§ **What needs to be done**
Each line of the data below that carries the word "forbidden" needs to be copied.

§ **Stored data entries**
+===+

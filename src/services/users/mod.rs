pub mod create;
pub mod delete;
pub mod get;
pub mod list;
pub mod manage;
pub mod update;

use actix_web::{HttpRequest, HttpResponse, Result as ActixResult};

use crate::models::common::BatchDeleteRequest;
use crate::models::users::requests::{
    AssignRolesRequest, CreateUserRequest, ResetPasswordRequest, UpdateUserRequest,
    UserListParams,
};

define_service!(UserService);

impl UserService {
    // 获取用户列表
    pub async fn list_users(
        &self,
        query: UserListParams,
        request: &HttpRequest,
    ) -> ActixResult<HttpResponse> {
        list::list_users(self, query, request).await
    }

    // 创建用户
    pub async fn create_user(
        &self,
        user_data: CreateUserRequest,
        request: &HttpRequest,
    ) -> ActixResult<HttpResponse> {
        create::create_user(self, user_data, request).await
    }

    // 根据ID获取用户
    pub async fn get_user(&self, user_id: i64, request: &HttpRequest) -> ActixResult<HttpResponse> {
        get::get_user(self, user_id, request).await
    }

    // 更新用户信息
    pub async fn update_user(
        &self,
        user_id: i64,
        update_data: UpdateUserRequest,
        request: &HttpRequest,
    ) -> ActixResult<HttpResponse> {
        update::update_user(self, user_id, update_data, request).await
    }

    // 删除用户
    pub async fn delete_user(
        &self,
        user_id: i64,
        request: &HttpRequest,
    ) -> ActixResult<HttpResponse> {
        delete::delete_user(self, user_id, request).await
    }

    // 批量删除
    pub async fn batch_delete_users(
        &self,
        batch: BatchDeleteRequest,
        request: &HttpRequest,
    ) -> ActixResult<HttpResponse> {
        delete::batch_delete_users(self, batch, request).await
    }

    // 重置密码
    pub async fn reset_password(
        &self,
        user_id: i64,
        reset: ResetPasswordRequest,
        request: &HttpRequest,
    ) -> ActixResult<HttpResponse> {
        manage::reset_password(self, user_id, reset, request).await
    }

    // 启用/禁用
    pub async fn toggle_status(
        &self,
        user_id: i64,
        request: &HttpRequest,
    ) -> ActixResult<HttpResponse> {
        manage::toggle_status(self, user_id, request).await
    }

    // 分配角色
    pub async fn assign_roles(
        &self,
        user_id: i64,
        assign: AssignRolesRequest,
        request: &HttpRequest,
    ) -> ActixResult<HttpResponse> {
        manage::assign_roles(self, user_id, assign, request).await
    }
}
use actix_web::{HttpRequest, HttpResponse, Result as ActixResult};

use super::{EnrollmentService, enrollment_error};
use crate::models::{ApiResponse, ErrorCode, enrollments::requests::RejectEnrollmentRequest};
use crate::services::{bad_request, current_user};
use crate::utils::validate::validate_text;

pub async fn approve_enrollment(
    service: &EnrollmentService,
    enrollment_id: i64,
    request: &HttpRequest,
) -> ActixResult<HttpResponse> {
    let reviewer = current_user(request)?;
    let storage = service.get_storage(request)?;

    match storage.approve_enrollment(enrollment_id, reviewer.id()).await {
        Ok(approved) => match storage.get_enrollment_detail(approved.id).await {
            Ok(Some(detail)) => Ok(HttpResponse::Ok().json(ApiResponse::success(detail, "审批通过"))),
            _ => Ok(HttpResponse::Ok().json(ApiResponse::success(approved, "审批通过"))),
        },
        Err(e) => Ok(enrollment_error(e, "审批选课失败")),
    }
}

pub async fn reject_enrollment(
    service: &EnrollmentService,
    enrollment_id: i64,
    reject: RejectEnrollmentRequest,
    request: &HttpRequest,
) -> ActixResult<HttpResponse> {
    let reason = reject
        .reason
        .map(|r| r.trim().to_string())
        .filter(|r| !r.is_empty());
    if let Some(ref reason) = reason
        && let Err(msg) = validate_text("驳回原因", reason, 1, 500)
    {
        return Ok(bad_request(ErrorCode::ValidationFailed, msg));
    }

    let reviewer = current_user(request)?;
    let storage = service.get_storage(request)?;

    match storage
        .reject_enrollment(enrollment_id, reviewer.id(), reason)
        .await
    {
        Ok(rejected) => match storage.get_enrollment_detail(rejected.id).await {
            Ok(Some(detail)) => Ok(HttpResponse::Ok().json(ApiResponse::success(detail, "已驳回"))),
            _ => Ok(HttpResponse::Ok().json(ApiResponse::success(rejected, "已驳回"))),
        },
        Err(e) => Ok(enrollment_error(e, "驳回选课失败")),
    }
}
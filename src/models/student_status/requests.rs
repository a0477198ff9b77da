use super::entities::StatusType;
use crate::models::common::{PaginationQuery, deserialize_option_i64, deserialize_some};
use serde::Deserialize;

#[derive(Debug, Clone, Default, Deserialize)]
pub struct StudentStatusListParams {
    #[serde(flatten)]
    pub pagination: PaginationQuery,
    #[serde(default, deserialize_with = "deserialize_option_i64")]
    pub student_id: Option<i64>,
    pub status_type: Option<StatusType>,
    /// 学号或姓名关键字
    pub search: Option<String>,
}

#[derive(Debug, Clone, Deserialize)]
pub struct CreateStudentStatusRequest {
    pub student_id: i64,
    pub status_type: StatusType,
    pub effective_date: chrono::NaiveDate,
    pub end_date: Option<chrono::NaiveDate>,
    pub reason: Option<String>,
}

#[derive(Debug, Clone, Default, Deserialize)]
pub struct UpdateStudentStatusRequest {
    pub status_type: Option<StatusType>,
    pub effective_date: Option<chrono::NaiveDate>,
    #[serde(default, deserialize_with = "deserialize_some")]
    pub end_date: Option<Option<chrono::NaiveDate>>,
    pub reason: Option<String>,
}
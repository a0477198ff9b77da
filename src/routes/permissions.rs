use actix_web::{HttpRequest, HttpResponse, Result as ActixResult, web};
use once_cell::sync::Lazy;

use crate::middlewares::{self, RequirePermission};
use crate::models::permissions::codes;
use crate::models::permissions::requests::PermissionListParams;
use crate::services::PermissionService;

// 懒加载的全局 PermissionService 实例
static PERMISSION_SERVICE: Lazy<PermissionService> = Lazy::new(PermissionService::new_lazy);

pub async fn list_permissions(
    req: HttpRequest,
    query: web::Query<PermissionListParams>,
) -> ActixResult<HttpResponse> {
    PERMISSION_SERVICE
        .list_permissions(query.into_inner(), &req)
        .await
}

pub async fn list_all_permissions(req: HttpRequest) -> ActixResult<HttpResponse> {
    PERMISSION_SERVICE.list_all_permissions(&req).await
}

pub async fn list_by_module(req: HttpRequest) -> ActixResult<HttpResponse> {
    PERMISSION_SERVICE.list_by_module(&req).await
}

pub async fn list_modules() -> ActixResult<HttpResponse> {
    PERMISSION_SERVICE.list_modules().await
}

// 配置路由
pub fn configure_permission_routes(cfg: &mut web::ServiceConfig) {
    cfg.service(
        web::scope("/api/permissions")
            .wrap(RequirePermission::any(&[codes::ROLE_VIEW, codes::ROLE_MANAGE]))
            .wrap(middlewares::RequireJWT)
            .route("", web::get().to(list_permissions))
            .route("/all", web::get().to(list_all_permissions))
            .route("/by-module", web::get().to(list_by_module))
            .route("/modules", web::get().to(list_modules)),
    );
}
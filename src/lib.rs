//! School Admin Next - 教务管理系统后端服务
//!
//! 基于 Actix Web 构建，覆盖院系、师生档案、课程与开课、选课审批、
//! 成绩录入、排课、学籍异动与奖惩等教务业务，接口统一挂在 `/api` 下。
//!
//! # 架构
//! - `cache`: 缓存层（Moka/Redis）
//! - `config`: 配置管理
//! - `entity`: SeaORM 数据库实体
//! - `errors`: 统一错误处理
//! - `middlewares`: 认证、权限与限流中间件
//! - `models`: 数据模型定义
//! - `routes`: API 路由层
//! - `runtime`: 运行时生命周期管理
//! - `services`: 业务逻辑层
//! - `storage`: 数据存储层（SeaORM）
//! - `utils`: 工具函数

pub mod cache;
pub mod config;
pub mod entity;
pub mod errors;
pub mod middlewares;
pub mod models;
pub mod routes;
pub mod runtime;
pub mod services;
pub mod storage;
pub mod utils;
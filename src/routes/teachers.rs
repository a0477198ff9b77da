use actix_web::{HttpRequest, HttpResponse, Result as ActixResult, web};
use once_cell::sync::Lazy;

use crate::middlewares::{self, RequirePermission};
use crate::models::permissions::codes;
use crate::models::teachers::requests::{
    CreateTeacherRequest, TeacherListParams, UpdateTeacherRequest,
};
use crate::services::TeacherService;
use crate::utils::{SafeIDI64, SafeUserIdI64};

// 懒加载的全局 TeacherService 实例
static TEACHER_SERVICE: Lazy<TeacherService> = Lazy::new(TeacherService::new_lazy);

pub async fn list_teachers(
    req: HttpRequest,
    query: web::Query<TeacherListParams>,
) -> ActixResult<HttpResponse> {
    TEACHER_SERVICE.list_teachers(query.into_inner(), &req).await
}

pub async fn create_teacher(
    req: HttpRequest,
    teacher: web::Json<CreateTeacherRequest>,
) -> ActixResult<HttpResponse> {
    TEACHER_SERVICE.create_teacher(teacher.into_inner(), &req).await
}

pub async fn get_teacher(req: HttpRequest, teacher_id: SafeIDI64) -> ActixResult<HttpResponse> {
    TEACHER_SERVICE.get_teacher(teacher_id.0, &req).await
}

pub async fn get_teacher_by_user(
    req: HttpRequest,
    user_id: SafeUserIdI64,
) -> ActixResult<HttpResponse> {
    TEACHER_SERVICE.get_teacher_by_user(user_id.0, &req).await
}

pub async fn update_teacher(
    req: HttpRequest,
    teacher_id: SafeIDI64,
    update: web::Json<UpdateTeacherRequest>,
) -> ActixResult<HttpResponse> {
    TEACHER_SERVICE
        .update_teacher(teacher_id.0, update.into_inner(), &req)
        .await
}

pub async fn delete_teacher(req: HttpRequest, teacher_id: SafeIDI64) -> ActixResult<HttpResponse> {
    TEACHER_SERVICE.delete_teacher(teacher_id.0, &req).await
}

// 配置路由
pub fn configure_teacher_routes(cfg: &mut web::ServiceConfig) {
    let view = || RequirePermission::any(&[codes::TEACHER_VIEW, codes::TEACHER_MANAGE]);
    let create = || RequirePermission::any(&[codes::TEACHER_CREATE, codes::TEACHER_MANAGE]);
    let update = || RequirePermission::any(&[codes::TEACHER_EDIT, codes::TEACHER_MANAGE]);
    let delete = || RequirePermission::any(&[codes::TEACHER_DELETE, codes::TEACHER_MANAGE]);

    cfg.service(
        web::scope("/api/teachers")
            .wrap(middlewares::RequireJWT)
            .service(
                web::resource("")
                    .route(web::get().to(list_teachers).wrap(view()))
                    .route(web::post().to(create_teacher).wrap(create())),
            )
            .service(
                web::resource("/user/{user_id}")
                    .route(web::get().to(get_teacher_by_user).wrap(view())),
            )
            .service(
                web::resource("/{id}")
                    .route(web::get().to(get_teacher).wrap(view()))
                    .route(web::put().to(update_teacher).wrap(update()))
                    .route(web::delete().to(delete_teacher).wrap(delete())),
            ),
    );
}
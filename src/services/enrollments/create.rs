use actix_web::{HttpRequest, HttpResponse, Result as ActixResult};
use tracing::info;

use super::{EnrollmentService, enrollment_error};
use crate::config::AppConfig;
use crate::models::{
    ApiResponse, ErrorCode, enrollments::requests::CreateEnrollmentRequest, permissions::codes,
};
use crate::services::students::access::own_student;
use crate::services::{current_user, forbidden, internal_error, not_found};

/// 学生为自己选课；持有选课管理权限时可为指定学生代选
pub async fn create_enrollment(
    service: &EnrollmentService,
    enrollment: CreateEnrollmentRequest,
    request: &HttpRequest,
) -> ActixResult<HttpResponse> {
    let principal = current_user(request)?;
    let storage = service.get_storage(request)?;
    let is_manager = principal.has_permission(&[codes::ENROLLMENT_MANAGE]);

    let student_id = match enrollment.student_id {
        Some(student_id) if is_manager => student_id,
        Some(_) => return Ok(forbidden("无权为其他学生选课")),
        None => match own_student(&storage, &principal).await? {
            Some(own) => own.student.id,
            None => {
                return Ok(not_found(ErrorCode::ProfileNotBound, "当前用户未绑定学生档案"));
            }
        },
    };

    // 管理员代选直接通过；学生自选按配置决定是否需要审批
    let auto_approve = is_manager || !AppConfig::get().academic.enrollment_requires_approval;

    match storage
        .create_enrollment(student_id, enrollment.offering_id, auto_approve)
        .await
    {
        Ok(created) => {
            info!(
                "学生 {} 选课 {}，状态 {}",
                created.student_id, created.offering_id, created.status
            );
            Ok(HttpResponse::Created().json(ApiResponse::success(created, "选课成功")))
        }
        Err(e) => Ok(enrollment_error(e, "选课失败")),
    }
}

/// 学生只能退自己的选课
pub async fn withdraw_enrollment(
    service: &EnrollmentService,
    enrollment_id: i64,
    request: &HttpRequest,
) -> ActixResult<HttpResponse> {
    let principal = current_user(request)?;
    let storage = service.get_storage(request)?;

    let existing = match storage.get_enrollment_by_id(enrollment_id).await {
        Ok(Some(existing)) => existing,
        Ok(None) => return Ok(not_found(ErrorCode::EnrollmentNotFound, "选课记录不存在")),
        Err(e) => return Ok(internal_error("退课失败", e)),
    };

    if !principal.has_permission(&[codes::ENROLLMENT_MANAGE, codes::ENROLLMENT_DELETE]) {
        let owns = own_student(&storage, &principal)
            .await?
            .is_some_and(|own| own.student.id == existing.student_id);
        if !owns {
            return Ok(forbidden("只能退选本人的课程"));
        }
    }

    match storage.withdraw_enrollment(enrollment_id).await {
        Ok(withdrawn) => Ok(HttpResponse::Ok().json(ApiResponse::success(withdrawn, "退课成功"))),
        Err(e) => Ok(enrollment_error(e, "退课失败")),
    }
}
use std::collections::BTreeSet;

use crate::models::students::entities::Student;
use crate::models::teachers::entities::Teacher;
use crate::models::users::entities::User;
use serde::Serialize;

#[derive(Debug, Serialize)]
pub struct LoginResponse {
    pub access_token: String,
    pub token_type: &'static str,
    pub expires_in: i64,
    pub user: ProfileResponse,
}

#[derive(Debug, Serialize)]
pub struct RefreshTokenResponse {
    pub access_token: String,
    pub token_type: &'static str,
    pub expires_in: i64,
}

// 当前用户资料：角色、权限以及绑定的教师/学生档案
#[derive(Debug, Serialize)]
pub struct ProfileResponse {
    #[serde(flatten)]
    pub user: User,
    pub roles: BTreeSet<String>,
    pub permissions: BTreeSet<String>,
    pub is_super_admin: bool,
    pub teacher: Option<Teacher>,
    pub student: Option<Student>,
}
pub mod shutdown;
pub mod startup;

+===+

§ **Result of this task**
use crate::services::{current_user, forbidden, internal_error, not_found};
        Some(_) => return Ok(forbidden("无权为其他学生选课")),
            return Ok(forbidden("只能退选本人的课程"));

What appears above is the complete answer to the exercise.